Related articles |
---|
AACC compiler generator jhallen@world.std.com (1994-04-04) |
Newsgroups: | comp.compilers |
From: | jhallen@world.std.com (Joseph H Allen) |
Keywords: | tools, available |
Organization: | Compilers Central |
Date: | Mon, 4 Apr 1994 14:11:02 GMT |
I've posted an experimental LALR(1) parser generator called AACC (Ack!
Another Compiler Compiler!) to alt.sources
AACC is the result of an effort to replace the hand-rolled parser in my
interpreted language Ivy with a table driven parser. Ivy's syntax
contains a number of features for which YACC generated parsers are not
adequate. Namely, definable operators, lack of semicolons and blocks
indicated through indentation (although this particular feature could be
solved by the lexer as in Python).
One minor feature of AACC is that it provides an event-driven parser,
instead of a blocking parser. This is important for MUDs (one of IVY's
intended applications) where multiple input sources must be handled
asynchronously. YACC's parsing function, yyparse() is called once to
compile an entire source file. Whenever it needs input, it calls yylex(),
which may block if input is not yet available. AACC, on the other hand,
generates a parsing function which is called every time a new token
becomes available, and is thus friendly to event-driven applications.

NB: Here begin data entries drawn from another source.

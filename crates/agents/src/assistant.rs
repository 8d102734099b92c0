use std::collections::VecDeque;
use std::sync::Arc;
use std::time::Duration;

use chrono::{DateTime, Utc};
use parking_lot::Mutex;
use rand::Rng;
use serde::Serialize;
use skyserve_core::{
    preview, respond, AssistantReply, ChatMessage, ChatRole, Intent, SpokenLanguage,
    Transcript,
};
use skyserve_observability::AppMetrics;
use thiserror::Error;
use tracing::{debug, info, instrument};

#[derive(Debug, Error, PartialEq, Eq)]
pub enum AssistantError {
    #[error("Voice input is not supported in this browser. Please type your message instead.")]
    VoiceUnavailable,
}

/// Speech-to-text capability. `listen` resolves with the final transcript,
/// or `None` when nothing was heard.
pub trait SpeechRecognizer: Send + Sync {
    fn is_available(&self) -> bool;
    async fn listen(&self, language: SpokenLanguage) -> Option<String>;
}

#[derive(Debug, Clone, Copy, Default)]
pub struct NoSpeech;

impl SpeechRecognizer for NoSpeech {
    fn is_available(&self) -> bool {
        false
    }

    async fn listen(&self, _language: SpokenLanguage) -> Option<String> {
        None
    }
}

/// Hands out queued transcripts and remembers the language of each session.
#[derive(Debug, Default)]
pub struct ScriptedSpeech {
    transcripts: Mutex<VecDeque<String>>,
    languages: Mutex<Vec<SpokenLanguage>>,
}

impl ScriptedSpeech {
    pub fn new<I, T>(transcripts: I) -> Self
    where
        I: IntoIterator<Item = T>,
        T: Into<String>,
    {
        Self {
            transcripts: Mutex::new(transcripts.into_iter().map(Into::into).collect()),
            languages: Mutex::new(Vec::new()),
        }
    }

    pub fn languages_heard(&self) -> Vec<SpokenLanguage> {
        self.languages.lock().clone()
    }
}

impl SpeechRecognizer for ScriptedSpeech {
    fn is_available(&self) -> bool {
        true
    }

    async fn listen(&self, language: SpokenLanguage) -> Option<String> {
        self.languages.lock().push(language);
        self.transcripts.lock().pop_front()
    }
}

/// Cosmetic pause before the assistant answers.
#[derive(Debug, Clone, Copy, PartialEq, Eq)]
pub struct TypingDelay {
    pub min: Duration,
    pub max: Duration,
}

impl Default for TypingDelay {
    fn default() -> Self {
        Self {
            min: Duration::from_millis(1000),
            max: Duration::from_millis(2000),
        }
    }
}

impl TypingDelay {
    pub fn none() -> Self {
        Self {
            min: Duration::ZERO,
            max: Duration::ZERO,
        }
    }

    pub fn pick(&self) -> Duration {
        if self.max <= self.min {
            return self.min;
        }
        let min = self.min.as_millis() as u64;
        let max = self.max.as_millis() as u64;
        Duration::from_millis(rand::rng().random_range(min..=max))
    }
}

#[derive(Debug, Clone, Serialize)]
#[serde(tag = "voice", rename_all = "snake_case")]
pub enum VoiceOutcome {
    /// A listening session was running and has been stopped.
    Stopped,
    /// The session ended without a transcript.
    NothingHeard,
    Sent { reply: AssistantReply },
}

#[derive(Debug, Default)]
struct VoiceState {
    listening: bool,
    session: u64,
}

pub struct ChatAssistant<V> {
    transcript: Mutex<Transcript>,
    city: Option<String>,
    language: Mutex<SpokenLanguage>,
    voice: Mutex<VoiceState>,
    typing: TypingDelay,
    speech: V,
    metrics: Arc<AppMetrics>,
    last_activity: Mutex<DateTime<Utc>>,
}

impl<V> ChatAssistant<V>
where
    V: SpeechRecognizer,
{
    pub fn new(speech: V, city: Option<String>, metrics: Arc<AppMetrics>) -> Self {
        let now = Utc::now();
        Self {
            transcript: Mutex::new(Transcript::with_welcome(now)),
            city: city.filter(|c| !c.trim().is_empty()),
            language: Mutex::new(SpokenLanguage::default()),
            voice: Mutex::new(VoiceState::default()),
            typing: TypingDelay::default(),
            speech,
            metrics,
            last_activity: Mutex::new(now),
        }
    }

    pub fn with_typing_delay(mut self, typing: TypingDelay) -> Self {
        self.typing = typing;
        self
    }

    pub fn city(&self) -> Option<&str> {
        self.city.as_deref()
    }

    pub fn messages(&self) -> Vec<ChatMessage> {
        self.transcript.lock().messages().to_vec()
    }

    pub fn language(&self) -> SpokenLanguage {
        *self.language.lock()
    }

    pub fn cycle_language(&self) -> SpokenLanguage {
        let mut language = self.language.lock();
        *language = language.next();
        *language
    }

    pub fn is_listening(&self) -> bool {
        self.voice.lock().listening
    }

    pub fn last_activity(&self) -> DateTime<Utc> {
        *self.last_activity.lock()
    }

    /// No message for at least `ttl` at `now`, and no voice session running.
    pub fn is_idle(&self, now: DateTime<Utc>, ttl: Duration) -> bool {
        let idle = (now - self.last_activity())
            .to_std()
            .is_ok_and(|idle| idle >= ttl);
        idle && !self.is_listening()
    }

    /// Blank input is ignored and returns `None`.
    #[instrument(skip(self, text))]
    pub async fn send(&self, text: &str) -> Option<AssistantReply> {
        let text = text.trim();
        if text.is_empty() {
            return None;
        }

        let now = Utc::now();
        *self.last_activity.lock() = now;
        self.transcript.lock().append(ChatRole::User, text, now);
        debug!(text = %preview(text, 80), "user message");

        let delay = self.typing.pick();
        debug!(delay_ms = delay.as_millis() as u64, "assistant typing");
        tokio::time::sleep(delay).await;

        let reply = respond(text, self.city.as_deref());
        self.transcript
            .lock()
            .append(ChatRole::Assistant, reply.text.clone(), Utc::now());

        self.metrics.inc_chat_reply(reply.intent == Intent::Fallback);
        info!(intent = ?reply.intent, navigation = ?reply.navigation, "assistant replied");
        Some(reply)
    }

    /// Starts a listening session, or stops the running one. A final
    /// transcript is sent as if typed.
    pub async fn toggle_voice(&self) -> Result<VoiceOutcome, AssistantError> {
        if !self.speech.is_available() {
            return Err(AssistantError::VoiceUnavailable);
        }

        let session = {
            let mut voice = self.voice.lock();
            if voice.listening {
                voice.listening = false;
                return Ok(VoiceOutcome::Stopped);
            }
            voice.listening = true;
            voice.session += 1;
            voice.session
        };

        let heard = self.speech.listen(self.language()).await;

        let still_current = {
            let mut voice = self.voice.lock();
            let current = voice.listening && voice.session == session;
            if current {
                voice.listening = false;
            }
            current
        };
        if !still_current {
            return Ok(VoiceOutcome::Stopped);
        }

        match heard {
            Some(transcript) => match self.send(&transcript).await {
                Some(reply) => Ok(VoiceOutcome::Sent { reply }),
                None => Ok(VoiceOutcome::NothingHeard),
            },
            None => Ok(VoiceOutcome::NothingHeard),
        }
    }
}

The primary advantage of AACC however, is full control over conflict
resolution. YACC allows some conflicts to be resolved through the use of
precedence rules and gives a default handling for unresolved conflicts.
AACC, on the other hand, identifies each conflict in detail and allows the
user to either select the action for the conflict or to provide a function
for resolving the conflict during compiler run-time.
Here's a simple operator grammar for demonstrating AACC:
# Program
pgm expr : result # Final result
# Expressions
expr constant : pass0
expr expr op expr : doinfix
expr op expr : doprefix
expr lparen expr rparen : pass1
Each production (syntax rule) is on a separate line. The first word on
the line is the non-terminal symbol on the left hand side of the
production. The remaining words (up to the ':') are terminals (tokens)
and non-terminals on the right side of the production. The word following
the ':' is a function to call when the production is reduced (I.E., when
the right side is matched). Pound-signs introduce comments.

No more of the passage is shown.